Protecting an organization’s data assets is more than securing sensitive and confidential information residing in application databases to meet compliance regulations. It should extend to the unstructured data – the word processing, spreadsheets, presentations, and media files that contain proprietary and intellectual information whose unauthorized access or loss could be as equally catastrophic.
Many organizations utilize Identity and Access Management systems (IAM) to automate application and associated structured data access of confidential and sensitive information based on user role. Recognizing that sensitive information also resides in unstructured data, these same organizations are looking for identity-driven solutions to automate and restrict access to unstructured data repositories based on identity and role.
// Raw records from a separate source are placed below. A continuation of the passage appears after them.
//! Counter held in one document of a document store.
//!
//! The [`DocumentCollection`] collaborator models a store exposing an atomic
//! find-and-update-with-increment primitive scoped to one document and
//! returning the post-update value - the single-document write guarantee is
//! what makes the backend safe under concurrency, not anything in this
//! adapter.
//!
//! [`LoopbackCollection`] is the in-process implementation used by the
//! facade defaults and the tests; a real client would implement the trait.

use std::collections::HashMap;
use std::sync::{Mutex, PoisonError};

use crate::error::{CounterError, Result};
use crate::stores::CounterStore;

/// Document id the counter lives under.
const COUNTER_DOC: &str = "counter";

/// Collection with an atomic single-document increment primitive.
pub trait DocumentCollection: Send + Sync {
    /// Atomically adds one to the document's count field and returns the
    /// post-update value.
    fn find_and_increment(&self, id: &str) -> Result<u64>;

    /// Reads the document's count field.
    fn find_count(&self, id: &str) -> Result<u64>;

    /// Inserts the document with the given count if it does not exist.
    fn insert_if_absent(&self, id: &str, count: u64) -> Result<()>;
}

/// In-process collection: a mutex-guarded map of document id to count.
#[derive(Debug, Default)]
pub struct LoopbackCollection {
    docs: Mutex<HashMap<String, u64>>,
}

impl LoopbackCollection {
    /// Creates an empty collection.
    pub fn new() -> Self {
        Self::default()
    }

    fn docs(&self) -> std::sync::MutexGuard<'_, HashMap<String, u64>> {
        self.docs.lock().unwrap_or_else(PoisonError::into_inner)
    }
}

impl DocumentCollection for LoopbackCollection {
    fn find_and_increment(&self, id: &str) -> Result<u64> {
        let mut docs = self.docs();
        let count = docs
            .get_mut(id)
            .ok_or_else(|| CounterError::BackendUnavailable(format!("no document {id:?}")))?;
        *count += 1;
        Ok(*count)
    }

    fn find_count(&self, id: &str) -> Result<u64> {
        let docs = self.docs();
        docs.get(id)
            .copied()
            .ok_or_else(|| CounterError::BackendUnavailable(format!("no document {id:?}")))
    }

    fn insert_if_absent(&self, id: &str, count: u64) -> Result<()> {
        self.docs().entry(id.to_string()).or_insert(count);
        Ok(())
    }
}

/// Counter backend over a [`DocumentCollection`] collaborator.
pub struct DocumentStore<C: DocumentCollection> {
    collection: C,
}

impl<C: DocumentCollection> DocumentStore<C> {
    /// Wraps a collection collaborator.
    pub fn new(collection: C) -> Self {
        DocumentStore { collection }
    }
}

impl<C: DocumentCollection> CounterStore for DocumentStore<C> {
    /// Seeds the counter document at zero if absent.
    fn initialize(&self) -> Result<()> {
        self.collection.insert_if_absent(COUNTER_DOC, 0)
    }

    fn increment(&self) -> Result<u64> {
        self.collection.find_and_increment(COUNTER_DOC)
    }

    fn get_count(&self) -> Result<u64> {
        self.collection.find_count(COUNTER_DOC)
    }

    fn close(&self) -> Result<()> {
        Ok(())
    }
}

#[cfg(test)]
mod tests {
    use super::*;
    use std::sync::Arc;
    use std::thread;

    #[test]
    fn test_initialize_idempotent() {
        let store = DocumentStore::new(LoopbackCollection::new());
        store.initialize().unwrap();
        store.increment().unwrap();
        store.initialize().unwrap();
        assert_eq!(store.get_count().unwrap(), 1);
    }

    #[test]
    fn test_increment_before_initialize_fails() {
        let store = DocumentStore::new(LoopbackCollection::new());
        assert!(matches!(
            store.increment(),
            Err(CounterError::BackendUnavailable(_))
        ));
    }

    #[test]
    fn test_increment_returns_post_update_value() {
        let store = DocumentStore::new(LoopbackCollection::new());
        store.initialize().unwrap();
        assert_eq!(store.increment().unwrap(), 1);
        assert_eq!(store.increment().unwrap(), 2);
        assert_eq!(store.get_count().unwrap(), 2);
    }

    #[test]
    fn test_concurrent_increments_are_exact() {
        let store = Arc::new(DocumentStore::new(LoopbackCollection::new()));
        store.initialize().unwrap();
        let mut handles = vec![];
        for _ in 0..8 {
            let store = Arc::clone(&store);
            handles.push(thread::spawn(move || {
                for _ in 0..500 {
                    store.increment().unwrap();
                }
            }));
        }
        for handle in handles {
            handle.join().unwrap();
        }
        assert_eq!(store.get_count().unwrap(), 4000);
    }
}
With the prevalence of IAM systems for more than two decades, organizations have the expertise and the cooperative departmental structure to tie HR systems, Active Directory, IAM systems and applications for secure application access. However, developing a similar cross-department system for securing unstructured data access and protection is much more uncommon – and access is tasked largely to the IT department.
Managing unstructured data, including creating storage repositories and setting access permissions, is just a small part of the myriad of responsibilities of an oftentimes understaffed IT department. Consequently, work orders oftentimes tend to be done as “quick fixes” prone to mistakes. Workstation tools or scripts might speed up manually performed tasks but have their limitations.